Nugzar Mikaberidze

Personal information
- Date of birth: 31 January 1963 (age 62)
- Place of birth: Poti, Georgian SSR
- Height: 1.76 m (5 ft 9 in)
- Position: Midfielder

Youth career
- Poti Sport School

Senior career*
- Years: Team / Apps / (Gls)
- 1981: Kolkheti Poti
- 1982: Dinamo Tbilisi / 2 / (0)
- 1982: Kolkheti Poti
- 1983–1986: Dinamo Tbilisi / 54 / (0)
- 1987: Guria / 24 / (0)
- 1988–89: Kolkheti Poti / 73 / (16)
- 1990–1992: Guria / 75 / (7)
- 1992–1998: Kolkheti 1913 / 132 / (67)

= Nugzar Mikaberidze =

Georgian footballer (born 1963)

Nugzar Mikaberidze (ნუგზარ მიქაბერიძე, born 31 January 1963) is a retired Georgian professional footballer player who played as a midfielder.

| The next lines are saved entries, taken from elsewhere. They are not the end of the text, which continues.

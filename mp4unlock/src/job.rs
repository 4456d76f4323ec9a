//! One-shot decrypt task, from opening the files to the final outcome.

use crate::{
    Error, KeyMap, KeyMapBuilder, Result,
    error::DecryptError,
    processor::Processor,
    progress::{self, ProgressBridge, ProgressListener},
    scheme,
};
use log::{debug, error, info};
use std::{
    collections::HashMap,
    fs::File,
    io::{BufReader, BufWriter, Cursor, Write},
    path::PathBuf,
    thread::{self, JoinHandle},
};

/// Life cycle of a [`DecryptJob`].
///
/// `Created → Opening → Detecting → Dispatched → Transforming → Succeeded`,
/// with `Failed` reachable from `Opening` and `Transforming`.
#[derive(Clone, Copy, Debug, PartialEq, Eq)]
pub enum JobState {
    Created,
    Opening,
    Detecting,
    Dispatched,
    Transforming,
    Succeeded,
    Failed,
}

/// Builder for creating [`DecryptJob`] instances.
///
/// # Example
///
/// ```no_run
/// use mp4unlock::DecryptJob;
///
/// DecryptJob::builder()
///     .input("encrypted.mp4")
///     .output("decrypted.mp4")
///     .key("eb676abbcb345e96bbcf616630f1a3da", "100b6c20940f779a4589152b57d2dacb")?
///     .build()
///     .run()?;
/// # Ok::<(), mp4unlock::Error>(())
/// ```
#[derive(Default)]
pub struct DecryptJobBuilder {
    input: PathBuf,
    output: PathBuf,
    keys: KeyMapBuilder,
    progress: Option<ProgressBridge>,
}

impl DecryptJobBuilder {
    pub fn input<T: Into<PathBuf>>(mut self, path: T) -> Self {
        self.input = path.into();
        self
    }

    pub fn output<T: Into<PathBuf>>(mut self, path: T) -> Self {
        self.output = path.into();
        self
    }

    /// Add a KID/key pair, both as 32 hex characters.
    pub fn key(mut self, kid: &str, key: &str) -> Result<Self> {
        self.keys = self.keys.key(kid, key)?;
        Ok(self)
    }

    /// Add every KID/key pair of `keys`.
    pub fn keys(mut self, keys: &HashMap<String, String>) -> Result<Self> {
        self.keys = self.keys.keys(keys)?;
        Ok(self)
    }

    /// Add a key for schemes that address keys by track ID.
    pub fn track_key(mut self, track_id: u32, key: &str) -> Result<Self> {
        self.keys = self.keys.track_key(track_id, key)?;
        Ok(self)
    }

    /// Add a key whose `id` is either a KID or a decimal track ID.
    pub fn key_for(mut self, id: &str, key: &str) -> Result<Self> {
        self.keys = self.keys.key_for(id, key)?;
        Ok(self)
    }

    /// Where progress ticks go. Defaults to the local progress bar.
    pub fn progress(mut self, progress: ProgressBridge) -> Self {
        self.progress = Some(progress);
        self
    }

    pub fn build(self) -> DecryptJob {
        DecryptJob {
            input: self.input,
            output: self.output,
            keys: self.keys.build(),
            progress: self.progress.unwrap_or_default(),
            state: JobState::Created,
        }
    }
}

/// Decrypts one file into another.
///
/// The job is consumed by [`DecryptJob::run`] or [`DecryptJob::spawn`]. Files
/// are closed on every exit path.
pub struct DecryptJob {
    input: PathBuf,
    output: PathBuf,
    keys: KeyMap,
    progress: ProgressBridge,
    state: JobState,
}

impl DecryptJob {
    pub fn builder() -> DecryptJobBuilder {
        DecryptJobBuilder::default()
    }

    pub fn state(&self) -> JobState {
        self.state
    }

    /// Run the job on the current thread.
    pub fn run(mut self) -> Result<()> {
        let input = self.input.clone();

        match self.execute() {
            Ok(()) => {
                self.transition(JobState::Succeeded);
                info!("decrypted {}", input.display());
                Ok(())
            }
            Err(e) => {
                self.transition(JobState::Failed);
                error!("{e}");
                Err(e)
            }
        }
    }

    /// Run the job on a new worker thread.
    pub fn spawn(self) -> std::io::Result<JobHandle> {
        let handle = thread::Builder::new()
            .name("mp4unlock-job".to_owned())
            .spawn(move || self.run())?;

        Ok(JobHandle(handle))
    }

    fn execute(&mut self) -> Result<()> {
        self.transition(JobState::Opening);

        if self.input.as_os_str().is_empty() {
            return Err(Error::MissingInput);
        }

        if self.output.as_os_str().is_empty() {
            return Err(Error::MissingOutput);
        }

        let mut input = File::open(&self.input)
            .map(BufReader::new)
            .map_err(|source| Error::CannotOpenInput {
                path: self.input.clone(),
                source,
            })?;

        let mut output = File::create(&self.output)
            .map(BufWriter::new)
            .map_err(|source| Error::CannotOpenOutput {
                path: self.output.clone(),
                source,
            })?;

        self.transition(JobState::Detecting);
        let scheme = scheme::detect(&mut input);
        debug!("{} is protected with {scheme}", self.input.display());

        self.transition(JobState::Dispatched);
        let processor = Processor::new(scheme, std::mem::take(&mut self.keys));

        // Rewinds the input after detection.
        self.transition(JobState::Transforming);
        processor.process(&mut input, &mut output, &mut self.progress)?;
        output.flush().map_err(DecryptError::from)?;
        Ok(())
    }

    fn transition(&mut self, state: JobState) {
        debug!("job state {:?} -> {:?}", self.state, state);
        self.state = state;
    }
}

/// Handle of a job running on a worker thread.
pub struct JobHandle(JoinHandle<Result<()>>);

impl JobHandle {
    /// Wait for the job to finish.
    pub fn join(self) -> Result<()> {
        self.0
            .join()
            .unwrap_or(Err(Error::Transform(DecryptError::WorkerPanicked)))
    }
}

/// Files and keys of a job started with [`decrypt_file`].
#[derive(Clone, Debug, Default)]
pub struct DecryptRequest {
    pub input: PathBuf,
    pub output: PathBuf,
    /// KID to key, both as 32 hex characters.
    pub keys: HashMap<String, String>,
}

/// Decrypt `request.input` into `request.output` on a worker thread.
///
/// `progress` receives every tick on the calling thread. Without it the
/// local progress bar is used. `completion` is called exactly once, on the
/// calling thread, with the outcome.
pub fn decrypt_file<P, C>(request: DecryptRequest, progress: Option<P>, completion: C)
where
    P: FnMut(u32, u32),
    C: FnOnce(Result<()>),
{
    completion(run_request(request, progress));
}

fn run_request<P: FnMut(u32, u32)>(request: DecryptRequest, progress: Option<P>) -> Result<()> {
    let mut builder = DecryptJob::builder()
        .input(request.input)
        .output(request.output)
        .keys(&request.keys)
        .inspect_err(|e| error!("{e}"))?;

    let events = match progress {
        Some(_) => {
            let (sender, events) = progress::channel();
            builder = builder.progress(ProgressBridge::Channel(sender));
            Some(events)
        }
        None => None,
    };

    let handle = builder
        .build()
        .spawn()
        .map_err(|e| Error::Transform(DecryptError::Io(e)))
        .inspect_err(|e| error!("{e}"))?;

    // Ends once the worker drops its sender.
    if let (Some(events), Some(callback)) = (events, progress) {
        events.dispatch(callback);
    }

    handle.join()
}

/// Decrypt a whole file held in memory, on the current thread.
///
/// # Example
///
/// ```no_run
/// use mp4unlock::KeyMap;
///
/// let keys = KeyMap::builder()
///     .key("eb676abbcb345e96bbcf616630f1a3da", "100b6c20940f779a4589152b57d2dacb")?
///     .build();
///
/// let encrypted = std::fs::read("encrypted.mp4").unwrap();
/// let decrypted = mp4unlock::decrypt(&encrypted, &keys, &mut |_: u32, _: u32| ())?;
/// # Ok::<(), mp4unlock::Error>(())
/// ```
pub fn decrypt(
    data: &[u8],
    keys: &KeyMap,
    progress: &mut dyn ProgressListener,
) -> Result<Vec<u8>> {
    let mut input = Cursor::new(data);
    let scheme = scheme::detect(&mut input);
    debug!("{} bytes protected with {scheme}", data.len());

    let mut output = Cursor::new(Vec::with_capacity(data.len()));

    Processor::new(scheme, keys.clone())
        .process(&mut input, &mut output, progress)
        .map_err(Error::from)
        .inspect_err(|e| error!("{e}"))?;

    Ok(output.into_inner())
}
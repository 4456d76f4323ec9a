//! Typed readers for the boxes inspected while decrypting.
//!
//! Every reader takes the [`ParsedBox`](crate::ParsedBox) handed to a parser
//! callback, so callers decide which part of the box tree is walked.

mod ftyp;
mod hdlr;
mod oma;
mod saiz;
mod schm;
mod senc;
mod stbl;
mod tenc;
mod tfhd;
mod trex;
mod trun;

pub use ftyp::FtypBox;
pub use hdlr::HdlrBox;
pub use oma::{OdafBox, OhdrBox};
pub use saiz::{SaioBox, SaizBox};
pub use schm::{FrmaBox, SchmBox};
pub use senc::{SencBox, SencSample, Subsample};
pub use stbl::{ChunkOffsetBox, StscBox, StscEntry, StszBox, TkhdBox};
pub use tenc::{PIFF_SAMPLE_ENCRYPTION, PIFF_TRACK_ENCRYPTION, TencBox};
pub use tfhd::TfhdBox;
pub use trex::TrexBox;
pub use trun::{TrunBox, TrunSample};

#[macro_export]
macro_rules! data {
    () => {
        std::rc::Rc::new(std::cell::RefCell::new(None))
    };
    ($val:expr) => {
        std::rc::Rc::new(std::cell::RefCell::new($val))
    };
}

Mikaberidze spent his seventeen-year career in three domestic clubs, winning the Georgian Cup and four Umaglesi Liga silver medals.

==Career==
Mikaberidze joined his hometown club Kolkheti Poti in the Soviet Second League at the age of 18. Soon he drew attention from Dinamo Tbilisi scouts who signed him in 1982. Following a European cup triumph a year earlier, Dinamo were experiencing a significant transformation, trying to integrate young players into the first team. Mikaberidze mostly played for the reserve team, although made two appearances in the top league in his first year. During the five seasons with the club, he played more than 150 games, including 56 in the top tier.

In 1987, Mikaberidze moved to Guria who had gained promotion from the Soviet First League. In his first spell with the club, he took part in 24 games. The next two seasons Mikaberidze spent at Kolkheti, helping the team with a second-place finish. In 1990, he lifted the national cup with Guria following an extra-time win over Tskhumi.
Also, twice in a row Mikaberidze won the league silver medals.

In 1992, Mikaberidze rejoined Kolkheti to stay with the club until the end of his career. During this period, he added two more silverwares to his tally. Mikaberidze mostly played as a forward, netting 67 times in 132 league appearances. On 29 June 1996, he made his European debut in a UEFA Cup home game against FK Zemun.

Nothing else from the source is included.